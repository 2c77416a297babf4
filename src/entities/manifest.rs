//! Manifest: project identity, schema version and media policy.
//!
//! Stored as `manifest.json` at the package root. Timestamps are RFC 3339
//! (ISO 8601) in UTC.

use std::fmt;
use std::str::FromStr;

use chrono::{DateTime, Utc};
use serde::{Deserialize, Serialize};
use uuid::Uuid;

use crate::error::{ProjectError, Result};

/// Schema written by this build.
///
/// History:
/// - 1: initial layout, no `mediaPolicy` (implicitly copy)
/// - 2: explicit `mediaPolicy`
pub const CURRENT_SCHEMA_VERSION: u32 = 2;

pub const APP_VERSION: &str = env!("CARGO_PKG_VERSION");

/// How imported media is referenced by the project.
#[derive(Debug, Clone, Copy, PartialEq, Eq, Hash, Default, Serialize, Deserialize)]
#[serde(rename_all = "lowercase")]
pub enum MediaPolicy {
    /// Bytes are duplicated into the package `media/` directory.
    #[default]
    Copy,
    /// External file referenced by bookmark plus absolute path.
    Link,
}

impl MediaPolicy {
    pub fn as_str(&self) -> &'static str {
        match self {
            MediaPolicy::Copy => "copy",
            MediaPolicy::Link => "link",
        }
    }
}

impl fmt::Display for MediaPolicy {
    fn fmt(&self, f: &mut fmt::Formatter<'_>) -> fmt::Result {
        f.write_str(self.as_str())
    }
}

impl FromStr for MediaPolicy {
    type Err = String;

    fn from_str(s: &str) -> std::result::Result<Self, Self::Err> {
        match s.to_ascii_lowercase().as_str() {
            "copy" => Ok(MediaPolicy::Copy),
            "link" => Ok(MediaPolicy::Link),
            other => Err(format!("unknown media policy '{}' (expected copy|link)", other)),
        }
    }
}

#[derive(Debug, Clone, PartialEq, Serialize, Deserialize)]
#[serde(rename_all = "camelCase")]
pub struct Manifest {
    pub schema_version: u32,
    pub project_id: Uuid,
    pub title: String,
    pub created_at: DateTime<Utc>,
    pub updated_at: DateTime<Utc>,
    #[serde(default)]
    pub app_version: String,
    #[serde(default)]
    pub media_policy: MediaPolicy,
}

impl Manifest {
    pub fn new(title: &str, media_policy: MediaPolicy) -> Self {
        let now = Utc::now();
        Self {
            schema_version: CURRENT_SCHEMA_VERSION,
            project_id: Uuid::new_v4(),
            title: title.to_string(),
            created_at: now,
            updated_at: now,
            app_version: APP_VERSION.to_string(),
            media_policy,
        }
    }

    pub fn touch(&mut self) {
        self.updated_at = Utc::now();
    }

    /// Bring an older manifest up to [`CURRENT_SCHEMA_VERSION`].
    ///
    /// Returns `true` if anything changed. Running it again on a migrated
    /// manifest is a no-op. Manifests from a newer build are rejected.
    pub fn migrate(&mut self) -> Result<bool> {
        if self.schema_version > CURRENT_SCHEMA_VERSION {
            return Err(ProjectError::UnsupportedSchemaVersion(self.schema_version));
        }
        if self.schema_version == CURRENT_SCHEMA_VERSION {
            return Ok(false);
        }

        log::info!(
            "Migrating manifest {} from schema {} to {}",
            self.project_id,
            self.schema_version,
            CURRENT_SCHEMA_VERSION
        );
        // v1 -> v2: mediaPolicy already defaulted to copy by serde
        self.schema_version = CURRENT_SCHEMA_VERSION;
        self.app_version = APP_VERSION.to_string();
        self.touch();
        Ok(true)
    }

    /// Give the manifest a fresh identity (used by duplicate).
    pub fn reidentify(&mut self, title: &str) {
        let now = Utc::now();
        self.project_id = Uuid::new_v4();
        self.title = title.to_string();
        self.created_at = now;
        self.updated_at = now;
        self.app_version = APP_VERSION.to_string();
    }
}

TASK DIRECTIONS: Pull every line containing the word "DateTime" out of the listing.

EXERCISE OUTPUT:
use chrono::{DateTime, Utc};
    pub created_at: DateTime<Utc>,
    pub updated_at: DateTime<Utc>,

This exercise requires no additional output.